Düsseldorf Schöne neue Welt der Selfies
Düsseldorf · Mit "Ego update" läuft im NRW-Forum Düsseldorf der Kunstbetrieb wieder an. Verhandelt wird die Zukunft der digitalen Identität.
Wir leben in einer sprachlosen Zeit, senden uns kurze Kurznachrichten, am liebsten aber Bildbotschaften vom aktuellen Befinden. "Hier bin ich, und es geht mir gut!" bedeutet das Grinsen vor dem Sonnenuntergang am Rhein. Ganz anders: "OP geglückt" sagt das Selfie vom verbundenen Leib, der an 20 Strippen hängt. Babys erblicken heute knapp das Licht der Welt, bevor sie - nein, sie können noch kein Foto machen - schon auf Sendung sind.

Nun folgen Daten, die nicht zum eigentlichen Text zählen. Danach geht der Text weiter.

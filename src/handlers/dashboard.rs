use axum::{
    extract::{Query, State, rejection::JsonRejection},
    http::StatusCode,
    response::Json,
};
use chrono::Local;
use common::{ActionRequest, ActionResponse, ApiResponse, DashboardView, FlashMessage};
use tracing::{debug, error, instrument, warn};

use super::{HandlerError, internal_error, resolve_home};
use crate::actions::{self, ActionContext, ActionError, Command};
use crate::listing::{self, DashboardQuery, ListingFilter};
use crate::schemas::{AppState, ErrorResponse};
use crate::session::RequestContext;

pub const DASHBOARD_PATH: &str = "/api/v1/dashboard";

const UNREADABLE_FORM: &str = "That form could not be read, please try again.";

/// Dashboard of the current home
#[utoipa::path(
    get,
    path = "/api/v1/dashboard",
    tag = "dashboard",
    params(DashboardQuery),
    security(("session_token" = [])),
    responses(
        (status = 200, description = "Dashboard of the current home", body = ApiResponse<DashboardView>),
        (status = 400, description = "Invalid filter", body = ErrorResponse),
        (status = 401, description = "Not logged in", body = ErrorResponse),
        (status = 500, description = "Internal server error", body = ErrorResponse)
    )
)]
#[instrument(skip(state, ctx), fields(username = %ctx.username))]
pub async fn get_dashboard(
    State(state): State<AppState>,
    ctx: RequestContext,
    Query(query): Query<DashboardQuery>,
) -> Result<Json<ApiResponse<DashboardView>>, HandlerError> {
    let filter = ListingFilter::try_from(&query).map_err(|e| {
        (
            StatusCode::BAD_REQUEST,
            Json(ErrorResponse::new("VALIDATION_ERROR", e.message)),
        )
    })?;

    let home = resolve_home(&state, &ctx).await?;
    let view = listing::dashboard_view(&state.db, &home, filter, Local::now().date_naive())
        .await
        .map_err(|e| internal_error("Failed to build dashboard", e))?;

    debug!("Dashboard of home {} with {} tasks", home.id, view.tasks.len());
    Ok(Json(ApiResponse::ok(view, "Dashboard retrieved successfully")))
}

/// Submit a dashboard form action
#[utoipa::path(
    post,
    path = "/api/v1/dashboard",
    tag = "dashboard",
    params(DashboardQuery),
    request_body = ActionRequest,
    security(("session_token" = [])),
    responses(
        (status = 200, description = "Action applied", body = ActionResponse),
        (status = 400, description = "Invalid input", body = ActionResponse),
        (status = 401, description = "Not logged in", body = ErrorResponse),
        (status = 404, description = "Referenced record not found in the current home", body = ActionResponse),
        (status = 500, description = "Internal server error", body = ActionResponse)
    )
)]
#[instrument(skip(state, ctx, payload), fields(username = %ctx.username))]
pub async fn post_dashboard(
    State(state): State<AppState>,
    ctx: RequestContext,
    Query(query): Query<DashboardQuery>,
    payload: Result<Json<ActionRequest>, JsonRejection>,
) -> Result<(StatusCode, Json<ActionResponse>), HandlerError> {
    run_action(&state, &ctx, &query, payload, DASHBOARD_PATH).await
}

fn failure(status: StatusCode, message: String, redirect: String) -> (StatusCode, Json<ActionResponse>) {
    (
        status,
        Json(ActionResponse {
            success: false,
            messages: vec![FlashMessage::error(message)],
            redirect,
            view: None,
        }),
    )
}

/// Validates and executes an action for the caller's current home.
///
/// Shared by the dashboard and manage-homes endpoints; `origin` is the
/// listing the client is sent back to. A body that is not a known action
/// gets the same flash reply as a form that fails validation.
pub(crate) async fn run_action(
    state: &AppState,
    ctx: &RequestContext,
    query: &DashboardQuery,
    payload: Result<Json<ActionRequest>, JsonRejection>,
    origin: &str,
) -> Result<(StatusCode, Json<ActionResponse>), HandlerError> {
    let return_filter = ListingFilter::try_from(query).unwrap_or_default();
    let back = format!("{}{}", origin, return_filter.query_string());

    let request = match payload {
        Ok(Json(request)) => request,
        Err(rejection) => {
            debug!("Unreadable action body: {}", rejection.body_text());
            return Ok(failure(StatusCode::BAD_REQUEST, UNREADABLE_FORM.to_string(), back));
        }
    };
    debug!("Running {} for {}", request.tag(), ctx.username);

    let command = match Command::try_from(request) {
        Ok(command) => command,
        Err(e) => {
            debug!("Rejected action: {}", e);
            return Ok(failure(StatusCode::BAD_REQUEST, e.message, back));
        }
    };

    let home = resolve_home(state, ctx).await?;
    let action_ctx = ActionContext {
        username: &ctx.username,
        home: &home,
        selected_room: return_filter.room,
    };

    let outcome = match actions::execute(&state.db, &action_ctx, command).await {
        Ok(outcome) => outcome,
        Err(e) => {
            let status = match &e {
                ActionError::Validation(_) => StatusCode::BAD_REQUEST,
                ActionError::NotFound(_) => StatusCode::NOT_FOUND,
                ActionError::Database(db_error) => {
                    error!("Action failed on home {}: {}", home.id, db_error);
                    StatusCode::INTERNAL_SERVER_ERROR
                }
            };
            warn!("Action not applied: {}", e);
            return Ok(failure(status, e.user_message(), back));
        }
    };

    if let Some(home_id) = outcome.current_home {
        state.sessions.set_home(&ctx.token, home_id).await;
    }

    let (redirect, view) = match outcome.filter {
        Some(filter) => {
            let view = listing::dashboard_view(&state.db, &home, filter, Local::now().date_naive())
                .await
                .map_err(|e| internal_error("Failed to build filtered dashboard", e))?;
            (format!("{}{}", DASHBOARD_PATH, filter.query_string()), Some(view))
        }
        None => (back, None),
    };

    Ok((
        StatusCode::OK,
        Json(ActionResponse {
            success: true,
            messages: vec![outcome.message],
            redirect,
            view,
        }),
    ))
}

Das Sendungsbewusstsein dieser Generation ist immens. 25 Millionen Deutsche machen Bilder von sich mit ausgestrecktem Arm, die man "Selfies" nennt. Düsseldorf gilt als Hochburg dieser Bewegung, welche die einen hassen und die anderen schon jetzt für museumsreif halten.
"Ego update" heißt die erste dieser nicht unter Kunstzensur stehenden Selbstbildchen gewidmeten Ausstellung. Sie trifft ins Herz unserer Zeit, die von der digitalen Revolution so stark geprägt ist, dass Menschen ohne Internet und Smartphone heute wie Outsider scheinen, da sie in einem anderen Sinnzusammenhang leben als der Homo digitalis. "Ego update" meint das Ich (Ego) und eine Aktualisierung von mir (update), übersetzt: "Ich fotografiere, ich dokumentiere - also bin ich." Alain Bieber hat 23 Akteure zusammengerufen und breitet unterschiedliche Herangehensweisen dieses Mediums im neu eröffneten NRW-Forum Düsseldorf aus.

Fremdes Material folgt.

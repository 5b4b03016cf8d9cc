//! Dashboard and manage-homes form actions.
//!
//! A submitted [`ActionRequest`] is first turned into a typed [`Command`]
//! (all presence and format checks happen there), then executed against the
//! current home. Every lookup is scoped to that home so ids belonging to
//! somebody else behave exactly like ids that do not exist.

use chrono::NaiveDate;
use common::{ActionRequest, FlashMessage};
use model::entities::{asset::AssetCategory, home, task::TaskInterval};
use rust_decimal::Decimal;
use sea_orm::{DatabaseConnection, DbErr};
use thiserror::Error;
use tracing::{debug, info, instrument};

pub mod fields;
mod homes;
mod inventory;
mod scope;
mod tasks;

use crate::listing::ListingFilter;

#[derive(Debug, Clone, PartialEq, Eq, Error)]
#[error("{message}")]
pub struct ValidationError {
    pub message: String,
}

impl ValidationError {
    pub fn new(message: impl Into<String>) -> Self {
        Self {
            message: message.into(),
        }
    }
}

#[derive(Debug, Error)]
pub enum ActionError {
    #[error("{0}")]
    Validation(#[from] ValidationError),
    #[error("{0}")]
    NotFound(String),
    #[error("Database error: {0}")]
    Database(#[from] DbErr),
}

impl ActionError {
    pub fn not_found(message: impl Into<String>) -> Self {
        Self::NotFound(message.into())
    }

    /// Text safe to show to the user.
    pub fn user_message(&self) -> String {
        match self {
            Self::Validation(e) => e.message.clone(),
            Self::NotFound(message) => message.clone(),
            Self::Database(_) => "Something went wrong, please try again.".to_string(),
        }
    }
}

/// Name, address and location of a home as entered on the manage-homes form.
#[derive(Debug, Clone, PartialEq, Eq)]
pub struct HomeFields {
    pub name: String,
    pub address: String,
    pub city: String,
    pub state: String,
    pub zip_code: String,
}

/// Brand, model number and category shared by both ways of adding an asset.
#[derive(Debug, Clone, PartialEq, Eq)]
pub struct AssetFields {
    pub name: String,
    pub brand: String,
    pub model_number: String,
    pub category: AssetCategory,
    pub room_id: Option<i32>,
}

#[derive(Debug, Clone, PartialEq, Eq)]
pub struct Schedule {
    pub interval: TaskInterval,
    pub start_date: NaiveDate,
}

#[derive(Debug, Clone, PartialEq)]
pub enum Command {
    AddRoom {
        name: String,
        description: String,
    },
    /// Places an asset backed by a stored catalog entry.
    AddAsset(AssetFields),
    /// Places an asset with details owned by the current user.
    AddCustomAsset(AssetFields),
    AddConsumable {
        name: String,
        brand: String,
        part_number: String,
        asset_id: i32,
        schedule: Option<Schedule>,
    },
    AddTask {
        name: String,
        schedule: Schedule,
        asset_id: Option<i32>,
        room_id: Option<i32>,
        consumable_id: Option<i32>,
    },
    AddLog {
        task_id: i32,
        completion_date: Option<NaiveDate>,
        cost: Option<Decimal>,
        notes: String,
    },
    DeleteTask {
        task_id: i32,
    },
    DeleteRoom {
        room_id: i32,
    },
    DeleteAsset {
        asset_id: i32,
    },
    SortRoom {
        room_id: i32,
    },
    SortAsset {
        asset_id: i32,
    },
    SwitchHome {
        home_id: i32,
    },
    UpdateHome {
        home_id: i32,
        fields: HomeFields,
    },
    AddHome(HomeFields),
    DeleteHome {
        home_id: i32,
    },
}

const TASK_FIELDS_REQUIRED: &str = "Task name and start date are required.";

fn home_fields(
    name: &Option<String>,
    address: &Option<String>,
    city: &Option<String>,
    state: &Option<String>,
    zip: &Option<String>,
) -> Result<HomeFields, ValidationError> {
    Ok(HomeFields {
        name: fields::required_text(name, "Please give the home a name.")?,
        address: fields::text(address),
        city: fields::text(city),
        state: fields::state_code(state)?,
        zip_code: fields::zip_code(zip)?,
    })
}

fn asset_fields(
    name: &Option<String>,
    brand: &Option<String>,
    model_number: &Option<String>,
    category: &Option<String>,
    room: &Option<String>,
) -> Result<AssetFields, ValidationError> {
    Ok(AssetFields {
        name: fields::required_text(name, "Asset name is required.")?,
        brand: fields::text(brand),
        model_number: fields::text(model_number),
        category: AssetCategory::from_tag(&fields::text(category)),
        room_id: fields::optional_id(room, "Room")?,
    })
}

impl TryFrom<ActionRequest> for Command {
    type Error = ValidationError;

    fn try_from(request: ActionRequest) -> Result<Self, Self::Error> {
        let command = match request {
            ActionRequest::AddRoom {
                room_name,
                room_description,
            } => Command::AddRoom {
                name: fields::required_text(&room_name, "Room name is required.")?,
                description: fields::text(&room_description),
            },
            ActionRequest::AddAsset {
                asset_name,
                asset_brand,
                asset_model_number,
                asset_category,
                asset_room,
            } => Command::AddAsset(asset_fields(
                &asset_name,
                &asset_brand,
                &asset_model_number,
                &asset_category,
                &asset_room,
            )?),
            ActionRequest::AddCustomAsset {
                asset_name,
                asset_brand,
                asset_model_number,
                asset_category,
                asset_room,
            } => Command::AddCustomAsset(asset_fields(
                &asset_name,
                &asset_brand,
                &asset_model_number,
                &asset_category,
                &asset_room,
            )?),
            ActionRequest::AddConsumable {
                consumable_name,
                consumable_brand,
                consumable_part_number,
                consumable_asset,
                consumable_interval,
                consumable_start_date,
            } => {
                let interval = fields::text(&consumable_interval);
                // A replacement schedule needs both an interval and a start date.
                let schedule = match fields::optional_date(&consumable_start_date, "Start date")? {
                    Some(start_date) if !interval.is_empty() => Some(Schedule {
                        interval: TaskInterval::from_tag(&interval),
                        start_date,
                    }),
                    _ => None,
                };
                Command::AddConsumable {
                    name: fields::required_text(
                        &consumable_name,
                        "Please provide a consumable name.",
                    )?,
                    brand: fields::text(&consumable_brand),
                    part_number: fields::text(&consumable_part_number),
                    asset_id: fields::required_id(
                        &consumable_asset,
                        "Pick the asset this consumable belongs to.",
                    )?,
                    schedule,
                }
            }
            ActionRequest::AddTask {
                task_name,
                task_interval,
                task_start_date,
                task_asset,
                task_room,
                task_consumable,
            } => Command::AddTask {
                name: fields::required_text(&task_name, TASK_FIELDS_REQUIRED)?,
                schedule: Schedule {
                    interval: TaskInterval::from_tag(&fields::text(&task_interval)),
                    start_date: fields::optional_date(&task_start_date, "Start date")?
                        .ok_or_else(|| ValidationError::new(TASK_FIELDS_REQUIRED))?,
                },
                asset_id: fields::optional_id(&task_asset, "Asset")?,
                room_id: fields::optional_id(&task_room, "Room")?,
                consumable_id: fields::optional_id(&task_consumable, "Consumable")?,
            },
            ActionRequest::AddLog {
                log_task,
                log_completion_date,
                log_cost,
                log_notes,
            } => Command::AddLog {
                task_id: fields::required_id(&log_task, "Pick a valid task for the log.")?,
                completion_date: fields::optional_date(&log_completion_date, "Completion date")?,
                cost: fields::optional_cost(&log_cost)?,
                notes: fields::text(&log_notes),
            },
            ActionRequest::DeleteTask { task_id } => Command::DeleteTask {
                task_id: fields::required_id(&task_id, "Pick a task to delete.")?,
            },
            ActionRequest::DeleteRoom { room_id } => Command::DeleteRoom {
                room_id: fields::required_id(&room_id, "Pick a room to delete.")?,
            },
            ActionRequest::DeleteAsset { asset_id } => Command::DeleteAsset {
                asset_id: fields::required_id(&asset_id, "Pick an asset to delete.")?,
            },
            ActionRequest::SortRoom { room_id } => Command::SortRoom {
                room_id: fields::required_id(&room_id, "Pick a room.")?,
            },
            ActionRequest::SortAsset { asset_id } => Command::SortAsset {
                asset_id: fields::required_id(&asset_id, "Pick an asset.")?,
            },
            ActionRequest::SwitchHome { home_id } => Command::SwitchHome {
                home_id: fields::required_id(&home_id, "Pick a home.")?,
            },
            ActionRequest::UpdateHome {
                home_id,
                home_name,
                home_address,
                home_city,
                home_state,
                home_zip,
            } => Command::UpdateHome {
                home_id: fields::required_id(&home_id, "Pick a home to update.")?,
                fields: home_fields(&home_name, &home_address, &home_city, &home_state, &home_zip)?,
            },
            ActionRequest::AddHome {
                home_name,
                home_address,
                home_city,
                home_state,
                home_zip,
            } => Command::AddHome(home_fields(
                &home_name,
                &home_address,
                &home_city,
                &home_state,
                &home_zip,
            )?),
            ActionRequest::DeleteHome { home_id } => Command::DeleteHome {
                home_id: fields::required_id(&home_id, "Pick a home to delete.")?,
            },
        };
        Ok(command)
    }
}

/// Who is acting, on which home, and which room the dashboard had selected.
#[derive(Debug, Clone)]
pub struct ActionContext<'a> {
    pub username: &'a str,
    pub home: &'a home::Model,
    pub selected_room: Option<i32>,
}

#[derive(Debug, Clone, PartialEq)]
pub struct ActionOutcome {
    pub message: FlashMessage,
    /// Set by the sort actions.
    pub filter: Option<ListingFilter>,
    /// Set when the session should move to another home.
    pub current_home: Option<i32>,
}

impl ActionOutcome {
    fn done(message: impl Into<String>) -> Self {
        Self {
            message: FlashMessage::success(message),
            filter: None,
            current_home: None,
        }
    }
}

#[instrument(skip(db, ctx), fields(user = ctx.username, home = ctx.home.id))]
pub async fn execute(
    db: &DatabaseConnection,
    ctx: &ActionContext<'_>,
    command: Command,
) -> Result<ActionOutcome, ActionError> {
    debug!("Executing {:?}", command);
    let outcome = match command {
        Command::AddRoom { name, description } => {
            inventory::add_room(db, ctx, name, description).await?
        }
        Command::AddAsset(fields) => inventory::add_stored_asset(db, ctx, fields).await?,
        Command::AddCustomAsset(fields) => inventory::add_custom_asset(db, ctx, fields).await?,
        Command::AddConsumable {
            name,
            brand,
            part_number,
            asset_id,
            schedule,
        } => {
            inventory::add_consumable(db, ctx, name, brand, part_number, asset_id, schedule)
                .await?
        }
        Command::DeleteRoom { room_id } => inventory::delete_room(db, ctx, room_id).await?,
        Command::DeleteAsset { asset_id } => inventory::delete_asset(db, ctx, asset_id).await?,
        Command::SortRoom { room_id } => inventory::sort_room(db, ctx, room_id).await?,
        Command::SortAsset { asset_id } => inventory::sort_asset(db, ctx, asset_id).await?,
        Command::AddTask {
            name,
            schedule,
            asset_id,
            room_id,
            consumable_id,
        } => tasks::add_task(db, ctx, name, schedule, asset_id, room_id, consumable_id).await?,
        Command::AddLog {
            task_id,
            completion_date,
            cost,
            notes,
        } => tasks::add_log(db, ctx, task_id, completion_date, cost, notes).await?,
        Command::DeleteTask { task_id } => tasks::delete_task(db, ctx, task_id).await?,
        Command::SwitchHome { home_id } => homes::switch_home(db, ctx, home_id).await?,
        Command::UpdateHome { home_id, fields } => {
            homes::update_home(db, ctx, home_id, fields).await?
        }
        Command::AddHome(fields) => homes::add_home(db, ctx, fields).await?,
        Command::DeleteHome { home_id } => homes::delete_home(db, ctx, home_id).await?,
    };
    info!("{}", outcome.message.text);
    Ok(outcome)
}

Nun begeht man also das einst so glamourös strahlende, mit Stars auftrumpfende NRW-Forum, um "Selfies zu gucken", Abzüge von digitalen Schnappschüssen voller Ichbezogenheit. Von irgendwem, der nur Insidern bekannt ist, einer fragwürdigen Berühmtheit. Zum Drucken werden Selfies nicht gemacht, auch nicht zum Bewahren, sondern für die schnelle Post. Klar, dass solche Prints keine Tiefe haben, unscharf sind, lustig, intim oder ärgerlich, manchmal bis zur Unleserlichkeit hochgepixelt. Der erste Blick in die großen Hallen könnte enttäuschend sein. Man schaut kurz drauf und durchschaut das Anliegen: Hier ist einer einfach sein bester privater Paparazzo und mutet sich mir zu.

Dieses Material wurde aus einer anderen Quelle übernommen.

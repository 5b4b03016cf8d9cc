use sea_orm::entity::prelude::*;

/// A replaceable part (filter, bulb, cartridge) belonging to an asset.
#[derive(Clone, Debug, PartialEq, Eq, DeriveEntityModel)]
#[sea_orm(table_name = "consumables")]
pub struct Model {
    #[sea_orm(primary_key)]
    pub id: i32,
    pub asset_id: i32,
    pub details_id: Option<i32>,
    pub name: String,
}

#[derive(Copy, Clone, Debug, EnumIter, DeriveRelation)]
pub enum Relation {
    #[sea_orm(
        belongs_to = "super::asset::Entity",
        from = "Column::AssetId",
        to = "super::asset::Column::Id",
        on_delete = "Cascade"
    )]
    Asset,
    #[sea_orm(
        belongs_to = "super::consumable_details::Entity",
        from = "Column::DetailsId",
        to = "super::consumable_details::Column::Id",
        on_delete = "SetNull"
    )]
    Details,
    #[sea_orm(has_many = "super::task::Entity")]
    Task,
}

impl Related<super::asset::Entity> for Entity {
    fn to() -> RelationDef {
        Relation::Asset.def()
    }
}

impl Related<super::consumable_details::Entity> for Entity {
    fn to() -> RelationDef {
        Relation::Details.def()
    }
}

impl Related<super::task::Entity> for Entity {
    fn to() -> RelationDef {
        Relation::Task.def()
    }
}

impl ActiveModelBehavior for ActiveModel {}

Besser, man schaut mit soziologischem Interesse auf das Potpourri persönlicher Befindlichkeit, die Wünsche, Träume und Störungen im Alltag entblößt. Selfies haben Suchtpotential, das nur der Tod einschränken kann. Alles dürfte wohl schon als Selfie in der Welt sein bis auf den letzten Augenblick des Lebens. Es gibt Kulturkritiker, die befürchten, dass die Selfie-Explosion unserer Zeit Beweis für ein narzisstisches Zeitalter ist. Andere halten dagegen, es gehe nicht um Narzissmus, sondern darum, sein eigener digitaler Avatar zu sein. Tatsächlich, das sagt Bieber, sind Selfies ein Phänomen der Jetztzeit, in Zukunft würden wir uns mit Cyber-Identitäten beschäftigen, mit dem Kreieren einer eigenen künstlichen Persönlichkeit.
In den beiden großen Ausstellungshallen des NRW-Forums gibt es so viele Selfies an den Wänden, auf dem Boden, auf einer begehbaren Rampe, dass einem fast schwindlig wird. Und jede Einheit erzählt ihre Geschichten: Gefakte Prominente in unliebsamen Posen gibt es, Angela Merkel liegt im Arm von Francois Hollande, oder die Queen sitzt auf dem Klo. Tausende Füße von Fuß-Fotografierern wurden aneinandergereiht, auch Gähnende aus aller Welt. Die Stars der Instagram-Plattform verewigen sich wie die Voyeure des Internets, die das Streaming eines Unbekannten abgreifen und einfach ausdrucken.
Es lebe die schöne neue gefährlich-entblößte Welt. Man sollte einmal in sie eintauchen, staunen oder sich angewidert abwenden. Alles ist denkbar. In Tausenden von Jahren könnten unsere Nachfahren ein pralles Sittengemälde der 2015er Jahre aus diesen sich zu Mosaiken fügenden Ich-Botschaften lesen.